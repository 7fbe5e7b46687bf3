//! File writer for rendered output and reformatted IR documents.
//!
//! Every write can run in dry-run mode, in which case the content is
//! handed back instead of touching the disk.

use crate::error::{CliResult, WriteError};
use pygen_ir::EmittedFile;
use std::path::{Component, Path, PathBuf};

/// Result of a write operation.
#[derive(Debug)]
pub enum WriteResult {
    /// File was written.
    Written { path: PathBuf, bytes: usize },

    /// File already had the exact content; nothing was written.
    Unchanged { path: PathBuf },

    /// Dry run - content was not written.
    DryRun { path: PathBuf, content: String },
}

/// File writer with dry-run support.
#[derive(Debug)]
pub struct FileWriter {
    dry_run: bool,
}

impl FileWriter {
    pub fn new(dry_run: bool) -> Self {
        Self { dry_run }
    }

    /// Write an emitted file below `out_dir`.
    ///
    /// The emitted path must be relative and made of plain components only.
    pub fn write_emitted(&self, out_dir: &Path, file: &EmittedFile) -> CliResult<WriteResult> {
        let contained = file.path.components().next().is_some()
            && file
                .path
                .components()
                .all(|c| matches!(c, Component::Normal(_)));
        if !contained {
            tracing::warn!(module = %file.module, path = %file.path.display(), "rejected output path");
            return Err(WriteError::OutsideOutputDir {
                path: file.path.clone(),
            }
            .into());
        }
        self.write(&out_dir.join(&file.path), &file.content)
    }

    /// Write content to a file, creating parent directories as needed.
    ///
    /// Files whose current content already matches are left alone.
    pub fn write(&self, path: &Path, content: &str) -> CliResult<WriteResult> {
        if self.dry_run {
            return Ok(WriteResult::DryRun {
                path: path.to_path_buf(),
                content: content.to_string(),
            });
        }

        if std::fs::read_to_string(path).is_ok_and(|existing| existing == content) {
            tracing::debug!(path = %path.display(), "output unchanged");
            return Ok(WriteResult::Unchanged {
                path: path.to_path_buf(),
            });
        }

        if let Some(parent) = path.parent() {
            if !parent.as_os_str().is_empty() && !parent.exists() {
                std::fs::create_dir_all(parent).map_err(|e| WriteError::CreateDir {
                    path: parent.to_path_buf(),
                    source: e,
                })?;
            }
        }

        std::fs::write(path, content).map_err(|e| WriteError::WriteFile {
            path: path.to_path_buf(),
            source: e,
        })?;

        tracing::debug!(path = %path.display(), bytes = content.len(), "wrote file");
        Ok(WriteResult::Written {
            path: path.to_path_buf(),
            bytes: content.len(),
        })
    }

    pub fn is_dry_run(&self) -> bool {
        self.dry_run
    }
}

impl WriteResult {
    pub fn path(&self) -> &Path {
        match self {
            WriteResult::Written { path, .. }
            | WriteResult::Unchanged { path }
            | WriteResult::DryRun { path, .. } => path,
        }
    }

    /// Check if the file on disk was modified.
    pub fn was_written(&self) -> bool {
        matches!(self, WriteResult::Written { .. })
    }
}
//! Type stub emitter.

use crate::error::IrResult;
use crate::ir::{Module, Symbol};
use crate::pipeline::{EmitConfig, EmittedFile, Emitter};

use super::{join_lines, module_path, render_signature};

/// Renders a module as a `.pyi` type stub.
///
/// Functions become `def` declarations with an ellipsis body, variables
/// become annotated names. A variable without an annotation is typed
/// `Any`, which pulls in the `typing` import.
#[derive(Debug, Clone, Default)]
pub struct StubEmitter;

impl StubEmitter {
    pub fn new() -> Self {
        Self
    }

    fn function_lines(&self, symbol: &Symbol, config: &EmitConfig) -> Vec<String> {
        let head = format!("def {}{}:", symbol.name(), render_signature(symbol));
        if !(config.include_docs && symbol.has_doc()) {
            return vec![format!("{} ...", head)];
        }

        let indent = config.indent.as_str();
        let doc = escape_docstring(symbol.doc());
        let mut lines = vec![head];
        let mut doc_lines = doc.lines();
        let first = doc_lines.next().unwrap_or_default();
        let rest: Vec<&str> = doc_lines.collect();

        if rest.is_empty() {
            lines.push(format!("{}\"\"\"{}\"\"\"", indent, first));
        } else {
            lines.push(format!("{}\"\"\"{}", indent, first));
            for line in rest {
                if line.is_empty() {
                    lines.push(String::new());
                } else {
                    lines.push(format!("{}{}", indent, line));
                }
            }
            lines.push(format!("{}\"\"\"", indent));
        }
        lines.push(format!("{}...", indent));
        lines
    }

    fn variable_lines(&self, symbol: &Symbol, config: &EmitConfig) -> Vec<String> {
        let mut lines = Vec::new();
        if config.include_docs && symbol.has_doc() {
            for line in symbol.doc().lines() {
                if line.is_empty() {
                    lines.push("#".to_string());
                } else {
                    lines.push(format!("# {}", line));
                }
            }
        }
        let annotation = if symbol.has_sig() { symbol.sig() } else { "Any" };
        lines.push(format!("{}: {}", symbol.name(), annotation));
        lines
    }
}

/// Escapes text for the body of a `"""` literal.
///
/// Backslashes are doubled. Quotes are escaped when they form a run of three
/// or more, or when they end the text and would merge with the closing
/// delimiter.
fn escape_docstring(doc: &str) -> String {
    let mut out = String::with_capacity(doc.len());
    let mut chars = doc.chars().peekable();
    while let Some(c) = chars.next() {
        match c {
            '\\' => out.push_str("\\\\"),
            '"' => {
                let mut run = 1;
                while chars.next_if_eq(&'"').is_some() {
                    run += 1;
                }
                let quote = if run >= 3 || chars.peek().is_none() {
                    "\\\""
                } else {
                    "\""
                };
                out.push_str(&quote.repeat(run));
            }
            _ => out.push(c),
        }
    }
    out
}

impl Emitter for StubEmitter {
    fn id(&self) -> &'static str {
        "stub"
    }

    fn name(&self) -> &'static str {
        "Type Stub Emitter"
    }

    fn file_extension(&self) -> &'static str {
        "pyi"
    }

    fn emit(&self, module: &Module, config: &EmitConfig) -> IrResult<EmittedFile> {
        tracing::debug!(module = %module.name(), emitter = self.id(), "emitting");

        let mut lines = vec![
            format!("# Type stubs for module `{}`.", module.name()),
            "# Generated by pygen. Do not edit.".to_string(),
        ];

        if module.variables().iter().any(|v| !v.has_sig()) {
            lines.push(String::new());
            lines.push("from typing import Any".to_string());
        }

        for function in module.functions() {
            lines.push(String::new());
            lines.extend(self.function_lines(function, config));
        }

        if !module.variables().is_empty() {
            lines.push(String::new());
            for variable in module.variables() {
                lines.extend(self.variable_lines(variable, config));
            }
        }

        let path = module_path(self, module, true)?;
        let content = join_lines(&lines, config.line_ending.as_str());
        Ok(EmittedFile::new(module.name(), path, content))
    }
}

*-*-*

# Assignment:
Repeat each line above exactly as written.

# Reply to the exercise:
repository 7fbe5e7b46687bf3
//! File writer for rendered output and reformatted IR documents.
//!
//! Every write can run in dry-run mode, in which case the content is
//! handed back instead of touching the disk.

use crate::error::{CliResult, WriteError};
use pygen_ir::EmittedFile;
use std::path::{Component, Path, PathBuf};

/// Result of a write operation.
#[derive(Debug)]
pub enum WriteResult {
    /// File was written.
    Written { path: PathBuf, bytes: usize },

    /// File already had the exact content; nothing was written.
    Unchanged { path: PathBuf },

    /// Dry run - content was not written.
    DryRun { path: PathBuf, content: String },
}

/// File writer with dry-run support.
#[derive(Debug)]
pub struct FileWriter {
    dry_run: bool,
}

impl FileWriter {
    pub fn new(dry_run: bool) -> Self {
        Self { dry_run }
    }

    /// Write an emitted file below `out_dir`.
    ///
    /// The emitted path must be relative and made of plain components only.
    pub fn write_emitted(&self, out_dir: &Path, file: &EmittedFile) -> CliResult<WriteResult> {
        let contained = file.path.components().next().is_some()
            && file
                .path
                .components()
                .all(|c| matches!(c, Component::Normal(_)));
        if !contained {
            tracing::warn!(module = %file.module, path = %file.path.display(), "rejected output path");
            return Err(WriteError::OutsideOutputDir {
                path: file.path.clone(),
            }
            .into());
        }
        self.write(&out_dir.join(&file.path), &file.content)
    }

    /// Write content to a file, creating parent directories as needed.
    ///
    /// Files whose current content already matches are left alone.
    pub fn write(&self, path: &Path, content: &str) -> CliResult<WriteResult> {
        if self.dry_run {
            return Ok(WriteResult::DryRun {
                path: path.to_path_buf(),
                content: content.to_string(),
            });
        }

        if std::fs::read_to_string(path).is_ok_and(|existing| existing == content) {
            tracing::debug!(path = %path.display(), "output unchanged");
            return Ok(WriteResult::Unchanged {
                path: path.to_path_buf(),
            });
        }

        if let Some(parent) = path.parent() {
            if !parent.as_os_str().is_empty() && !parent.exists() {
                std::fs::create_dir_all(parent).map_err(|e| WriteError::CreateDir {
                    path: parent.to_path_buf(),
                    source: e,
                })?;
            }
        }

        std::fs::write(path, content).map_err(|e| WriteError::WriteFile {
            path: path.to_path_buf(),
            source: e,
        })?;

        tracing::debug!(path = %path.display(), bytes = content.len(), "wrote file");
        Ok(WriteResult::Written {
            path: path.to_path_buf(),
            bytes: content.len(),
        })
    }

    pub fn is_dry_run(&self) -> bool {
        self.dry_run
    }
}

impl WriteResult {
    pub fn path(&self) -> &Path {
        match self {
            WriteResult::Written { path, .. }
            | WriteResult::Unchanged { path }
            | WriteResult::DryRun { path, .. } => path,
        }
    }

    /// Check if the file on disk was modified.
    pub fn was_written(&self) -> bool {
        matches!(self, WriteResult::Written { .. })
    }
}
//! Type stub emitter.

use crate::error::IrResult;
use crate::ir::{Module, Symbol};
use crate::pipeline::{EmitConfig, EmittedFile, Emitter};

use super::{join_lines, module_path, render_signature};

/// Renders a module as a `.pyi` type stub.
///
/// Functions become `def` declarations with an ellipsis body, variables
/// become annotated names. A variable without an annotation is typed
/// `Any`, which pulls in the `typing` import.
#[derive(Debug, Clone, Default)]
pub struct StubEmitter;

impl StubEmitter {
    pub fn new() -> Self {
        Self
    }

    fn function_lines(&self, symbol: &Symbol, config: &EmitConfig) -> Vec<String> {
        let head = format!("def {}{}:", symbol.name(), render_signature(symbol));
        if !(config.include_docs && symbol.has_doc()) {
            return vec![format!("{} ...", head)];
        }

        let indent = config.indent.as_str();
        let doc = escape_docstring(symbol.doc());
        let mut lines = vec![head];
        let mut doc_lines = doc.lines();
        let first = doc_lines.next().unwrap_or_default();
        let rest: Vec<&str> = doc_lines.collect();

        if rest.is_empty() {
            lines.push(format!("{}\"\"\"{}\"\"\"", indent, first));
        } else {
            lines.push(format!("{}\"\"\"{}", indent, first));
            for line in rest {
                if line.is_empty() {
                    lines.push(String::new());
                } else {
                    lines.push(format!("{}{}", indent, line));
                }
            }
            lines.push(format!("{}\"\"\"", indent));
        }
        lines.push(format!("{}...", indent));
        lines
    }

    fn variable_lines(&self, symbol: &Symbol, config: &EmitConfig) -> Vec<String> {
        let mut lines = Vec::new();
        if config.include_docs && symbol.has_doc() {
            for line in symbol.doc().lines() {
                if line.is_empty() {
                    lines.push("#".to_string());
                } else {
                    lines.push(format!("# {}", line));
                }
            }
        }
        let annotation = if symbol.has_sig() { symbol.sig() } else { "Any" };
        lines.push(format!("{}: {}", symbol.name(), annotation));
        lines
    }
}

/// Escapes text for the body of a `"""` literal.
///
/// Backslashes are doubled. Quotes are escaped when they form a run of three
/// or more, or when they end the text and would merge with the closing
/// delimiter.
fn escape_docstring(doc: &str) -> String {
    let mut out = String::with_capacity(doc.len());
    let mut chars = doc.chars().peekable();
    while let Some(c) = chars.next() {
        match c {
            '\\' => out.push_str("\\\\"),
            '"' => {
                let mut run = 1;
                while chars.next_if_eq(&'"').is_some() {
                    run += 1;
                }
                let quote = if run >= 3 || chars.peek().is_none() {
                    "\\\""
                } else {
                    "\""
                };
                out.push_str(&quote.repeat(run));
            }
            _ => out.push(c),
        }
    }
    out
}

impl Emitter for StubEmitter {
    fn id(&self) -> &'static str {
        "stub"
    }

    fn name(&self) -> &'static str {
        "Type Stub Emitter"
    }

    fn file_extension(&self) -> &'static str {
        "pyi"
    }

    fn emit(&self, module: &Module, config: &EmitConfig) -> IrResult<EmittedFile> {
        tracing::debug!(module = %module.name(), emitter = self.id(), "emitting");

        let mut lines = vec![
            format!("# Type stubs for module `{}`.", module.name()),
            "# Generated by pygen. Do not edit.".to_string(),
        ];

        if module.variables().iter().any(|v| !v.has_sig()) {
            lines.push(String::new());
            lines.push("from typing import Any".to_string());
        }

        for function in module.functions() {
            lines.push(String::new());
            lines.extend(self.function_lines(function, config));
        }

        if !module.variables().is_empty() {
            lines.push(String::new());
            for variable in module.variables() {
                lines.extend(self.variable_lines(variable, config));
            }
        }

        let path = module_path(self, module, true)?;
        let content = join_lines(&lines, config.line_ending.as_str());
        Ok(EmittedFile::new(module.name(), path, content))
    }
}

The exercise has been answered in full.